Exercise details: Find every line in the records below that holds the word "removed", and copy it out.

Material for this task:

use std::borrow::Cow;
use std::collections::HashSet;

use serde::{Deserialize, Serialize};

use scrub_dom::Element;

use crate::css::sanitize_css;
use crate::{rules, uri};

/// What happens to the remaining attributes of an element once one of them
/// had to be removed.
#[derive(Clone, Copy, Debug, Default, PartialEq, Eq, Hash, Serialize, Deserialize)]
#[serde(rename_all = "snake_case")]
pub enum AttributeScan {
    /// Remove every violating attribute and always launder `style`.
    #[default]
    Exhaustive,
    /// Stop after the first removal, leaving later attributes and `style`
    /// untouched. Reproduces legacy output.
    AbortOnFirst,
}

enum Verdict {
    Keep,
    Rewrite(String),
    Remove,
}

fn is_allowed(name: &str, allowed: Option<&HashSet<String>>) -> bool {
    match allowed {
        Some(allowed) => allowed.contains(name),
        None => rules::default_attributes().contains(name),
    }
}

fn check(tag: &str, name: &str, value: &str, allowed: Option<&HashSet<String>>) -> Verdict {
    if !is_allowed(name, allowed) {
        return Verdict::Remove;
    }
    if rules::is_uri_attribute(name) && !uri::is_safe_uri(value) {
        return Verdict::Remove;
    }

    let mut verdict = Verdict::Keep;
    if rules::is_svg_ref_attribute(name) {
        if let Cow::Owned(rewritten) = uri::strip_foreign_refs(value) {
            verdict = Verdict::Rewrite(rewritten);
        }
    }
    if name == "xlink:href" && rules::is_svg_local_href_element(tag) && !uri::is_local_ref(value)
    {
        return Verdict::Remove;
    }
    verdict
}

/// Removes attributes not in `allowed` (the merged rule tables when `None`)
/// and launders URI, SVG reference and `style` values of the rest.
pub fn sanitize_attributes(
    element: &mut Element,
    allowed: Option<&HashSet<String>>,
    scan: AttributeScan,
) {
    let tag = element.name().to_string();
    let mut i = 0;
    while i < element.attributes().len() {
        let verdict = {
            let attribute = &element.attributes()[i];
            check(&tag, &attribute.name.qualified(), &attribute.value, allowed)
        };
        match verdict {
            Verdict::Keep => i += 1,
            Verdict::Rewrite(value) => {
                element.attributes_mut()[i].value = value;
                i += 1;
            }
            Verdict::Remove => {
                let removed = element.remove_attribute_at(i);
                log::trace!("removed attribute {} from <{}>", removed.name, tag);
                if scan == AttributeScan::AbortOnFirst {
                    return;
                }
            }
        }
    }

    for attribute in element.attributes_mut() {
        if attribute.name.matches("style") {
            attribute.value = sanitize_css(&attribute.value);
        }
    }
}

Result:
/// had to be removed.
                let removed = element.remove_attribute_at(i);
                log::trace!("removed attribute {} from <{}>", removed.name, tag);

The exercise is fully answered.